» **Exercise instructions**
If a line of the material contains "monthly", copy it.

» **Supplied data**

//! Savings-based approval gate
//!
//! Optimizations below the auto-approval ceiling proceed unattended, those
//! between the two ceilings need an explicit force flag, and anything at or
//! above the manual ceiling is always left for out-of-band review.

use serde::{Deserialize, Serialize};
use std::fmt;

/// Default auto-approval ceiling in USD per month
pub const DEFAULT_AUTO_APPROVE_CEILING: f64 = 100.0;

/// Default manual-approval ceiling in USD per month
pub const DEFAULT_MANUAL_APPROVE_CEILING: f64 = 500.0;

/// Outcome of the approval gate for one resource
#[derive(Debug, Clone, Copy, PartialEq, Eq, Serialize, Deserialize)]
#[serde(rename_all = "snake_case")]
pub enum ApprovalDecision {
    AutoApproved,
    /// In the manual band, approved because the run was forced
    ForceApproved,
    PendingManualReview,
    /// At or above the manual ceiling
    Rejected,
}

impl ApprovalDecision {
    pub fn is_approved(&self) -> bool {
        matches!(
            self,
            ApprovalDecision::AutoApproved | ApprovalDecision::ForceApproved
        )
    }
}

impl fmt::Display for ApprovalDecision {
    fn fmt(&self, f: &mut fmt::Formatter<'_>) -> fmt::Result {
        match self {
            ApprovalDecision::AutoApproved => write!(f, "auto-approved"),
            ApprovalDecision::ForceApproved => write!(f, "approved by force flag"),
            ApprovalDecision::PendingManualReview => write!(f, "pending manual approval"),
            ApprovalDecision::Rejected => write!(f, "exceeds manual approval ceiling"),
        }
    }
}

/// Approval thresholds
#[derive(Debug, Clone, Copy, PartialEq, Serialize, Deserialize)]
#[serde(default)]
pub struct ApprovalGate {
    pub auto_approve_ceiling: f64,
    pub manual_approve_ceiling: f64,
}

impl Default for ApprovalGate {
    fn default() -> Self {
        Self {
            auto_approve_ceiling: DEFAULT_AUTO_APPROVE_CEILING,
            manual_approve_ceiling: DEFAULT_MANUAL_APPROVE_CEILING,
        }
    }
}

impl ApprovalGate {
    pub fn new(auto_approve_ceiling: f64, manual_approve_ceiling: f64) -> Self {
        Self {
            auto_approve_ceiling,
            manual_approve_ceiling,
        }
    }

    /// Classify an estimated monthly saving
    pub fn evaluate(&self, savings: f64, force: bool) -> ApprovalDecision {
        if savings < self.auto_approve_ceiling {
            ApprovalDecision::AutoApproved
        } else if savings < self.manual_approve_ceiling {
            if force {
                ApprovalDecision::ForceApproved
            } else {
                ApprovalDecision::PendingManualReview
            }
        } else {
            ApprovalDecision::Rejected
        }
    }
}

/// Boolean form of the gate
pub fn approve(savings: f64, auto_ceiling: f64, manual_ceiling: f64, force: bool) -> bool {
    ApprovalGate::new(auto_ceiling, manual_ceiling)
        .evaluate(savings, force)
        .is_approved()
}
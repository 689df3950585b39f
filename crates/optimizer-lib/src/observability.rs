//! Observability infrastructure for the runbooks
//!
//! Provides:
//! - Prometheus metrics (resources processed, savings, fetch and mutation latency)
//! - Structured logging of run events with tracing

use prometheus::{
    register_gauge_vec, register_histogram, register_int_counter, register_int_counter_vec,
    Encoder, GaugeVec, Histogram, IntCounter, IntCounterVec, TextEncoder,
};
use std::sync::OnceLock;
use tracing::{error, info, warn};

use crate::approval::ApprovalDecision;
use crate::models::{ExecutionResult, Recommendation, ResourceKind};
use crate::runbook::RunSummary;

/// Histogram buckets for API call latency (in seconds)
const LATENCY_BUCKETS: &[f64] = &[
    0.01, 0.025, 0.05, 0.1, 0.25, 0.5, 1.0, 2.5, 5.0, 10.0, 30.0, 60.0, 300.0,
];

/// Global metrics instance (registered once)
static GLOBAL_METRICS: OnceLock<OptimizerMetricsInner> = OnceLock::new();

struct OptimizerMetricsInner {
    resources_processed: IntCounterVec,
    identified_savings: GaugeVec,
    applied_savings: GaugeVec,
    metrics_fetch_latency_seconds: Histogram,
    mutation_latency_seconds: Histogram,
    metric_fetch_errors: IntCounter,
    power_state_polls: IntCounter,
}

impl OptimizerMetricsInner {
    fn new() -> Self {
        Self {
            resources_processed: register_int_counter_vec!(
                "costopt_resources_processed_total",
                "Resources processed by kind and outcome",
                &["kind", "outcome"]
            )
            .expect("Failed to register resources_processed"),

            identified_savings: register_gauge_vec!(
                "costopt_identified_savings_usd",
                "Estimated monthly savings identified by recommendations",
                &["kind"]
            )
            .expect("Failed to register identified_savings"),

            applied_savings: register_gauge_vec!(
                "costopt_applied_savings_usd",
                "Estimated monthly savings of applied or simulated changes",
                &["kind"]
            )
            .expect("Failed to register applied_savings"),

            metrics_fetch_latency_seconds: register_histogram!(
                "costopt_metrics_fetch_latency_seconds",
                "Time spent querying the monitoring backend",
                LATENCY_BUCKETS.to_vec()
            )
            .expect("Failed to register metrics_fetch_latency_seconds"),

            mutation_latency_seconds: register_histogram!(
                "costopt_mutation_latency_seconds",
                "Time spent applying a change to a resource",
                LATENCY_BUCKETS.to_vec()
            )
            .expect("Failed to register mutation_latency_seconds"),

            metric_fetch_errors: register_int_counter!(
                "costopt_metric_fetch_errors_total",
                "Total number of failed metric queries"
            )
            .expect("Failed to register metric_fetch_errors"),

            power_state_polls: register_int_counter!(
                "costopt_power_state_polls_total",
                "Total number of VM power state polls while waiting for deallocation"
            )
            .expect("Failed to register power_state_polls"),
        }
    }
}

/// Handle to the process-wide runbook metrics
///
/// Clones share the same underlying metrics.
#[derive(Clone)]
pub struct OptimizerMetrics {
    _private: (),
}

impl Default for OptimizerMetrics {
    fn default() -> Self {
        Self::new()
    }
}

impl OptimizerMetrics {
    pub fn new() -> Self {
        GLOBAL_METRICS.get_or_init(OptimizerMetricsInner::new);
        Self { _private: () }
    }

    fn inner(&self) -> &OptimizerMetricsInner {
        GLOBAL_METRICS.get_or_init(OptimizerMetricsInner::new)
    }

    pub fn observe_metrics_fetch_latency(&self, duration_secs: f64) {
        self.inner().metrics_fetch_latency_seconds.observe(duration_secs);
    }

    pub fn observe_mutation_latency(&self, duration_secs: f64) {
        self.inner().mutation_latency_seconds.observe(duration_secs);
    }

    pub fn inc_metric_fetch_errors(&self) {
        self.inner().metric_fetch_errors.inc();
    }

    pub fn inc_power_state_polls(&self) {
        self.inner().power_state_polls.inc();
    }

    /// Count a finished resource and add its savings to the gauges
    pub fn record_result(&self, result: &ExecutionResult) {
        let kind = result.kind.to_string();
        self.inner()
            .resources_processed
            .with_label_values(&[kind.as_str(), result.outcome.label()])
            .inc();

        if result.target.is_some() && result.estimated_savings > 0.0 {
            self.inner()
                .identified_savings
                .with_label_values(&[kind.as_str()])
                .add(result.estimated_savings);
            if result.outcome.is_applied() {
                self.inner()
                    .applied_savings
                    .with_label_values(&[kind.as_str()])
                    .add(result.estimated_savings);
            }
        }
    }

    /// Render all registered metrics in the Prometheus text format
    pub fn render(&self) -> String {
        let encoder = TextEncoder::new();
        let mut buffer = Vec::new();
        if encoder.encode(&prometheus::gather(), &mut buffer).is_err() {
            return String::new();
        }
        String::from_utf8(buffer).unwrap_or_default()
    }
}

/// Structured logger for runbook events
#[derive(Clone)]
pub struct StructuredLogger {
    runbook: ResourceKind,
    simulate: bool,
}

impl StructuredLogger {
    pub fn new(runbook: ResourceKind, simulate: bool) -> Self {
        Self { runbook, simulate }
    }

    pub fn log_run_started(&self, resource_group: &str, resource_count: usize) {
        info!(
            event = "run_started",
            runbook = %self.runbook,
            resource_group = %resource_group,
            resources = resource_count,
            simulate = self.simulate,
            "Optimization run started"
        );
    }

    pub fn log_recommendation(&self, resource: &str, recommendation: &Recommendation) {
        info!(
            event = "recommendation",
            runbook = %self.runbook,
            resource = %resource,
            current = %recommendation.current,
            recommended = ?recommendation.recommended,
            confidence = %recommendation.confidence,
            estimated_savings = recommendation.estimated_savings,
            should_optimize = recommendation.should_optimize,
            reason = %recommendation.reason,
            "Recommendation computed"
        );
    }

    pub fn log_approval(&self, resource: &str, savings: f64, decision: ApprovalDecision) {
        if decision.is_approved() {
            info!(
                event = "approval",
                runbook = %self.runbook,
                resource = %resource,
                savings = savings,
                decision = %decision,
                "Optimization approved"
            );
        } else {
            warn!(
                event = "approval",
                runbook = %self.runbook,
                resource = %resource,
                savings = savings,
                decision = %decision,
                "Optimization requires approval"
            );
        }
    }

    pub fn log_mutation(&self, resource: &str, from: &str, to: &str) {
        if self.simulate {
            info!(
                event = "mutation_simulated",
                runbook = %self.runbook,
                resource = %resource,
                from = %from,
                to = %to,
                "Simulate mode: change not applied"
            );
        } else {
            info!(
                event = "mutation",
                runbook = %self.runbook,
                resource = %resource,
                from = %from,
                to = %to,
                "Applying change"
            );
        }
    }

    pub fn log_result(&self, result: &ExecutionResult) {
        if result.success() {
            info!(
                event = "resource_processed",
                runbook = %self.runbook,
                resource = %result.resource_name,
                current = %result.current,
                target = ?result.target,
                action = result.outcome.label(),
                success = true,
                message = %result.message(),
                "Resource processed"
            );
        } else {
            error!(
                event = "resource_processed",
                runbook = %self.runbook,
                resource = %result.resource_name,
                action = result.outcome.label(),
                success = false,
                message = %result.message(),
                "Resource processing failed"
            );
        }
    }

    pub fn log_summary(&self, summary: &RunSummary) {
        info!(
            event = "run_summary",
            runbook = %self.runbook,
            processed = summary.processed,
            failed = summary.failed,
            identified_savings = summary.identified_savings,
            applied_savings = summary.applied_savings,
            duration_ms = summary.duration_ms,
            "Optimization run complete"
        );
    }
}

» **Output**
    /// Classify an estimated monthly saving
                "Estimated monthly savings identified by recommendations",
                "Estimated monthly savings of applied or simulated changes",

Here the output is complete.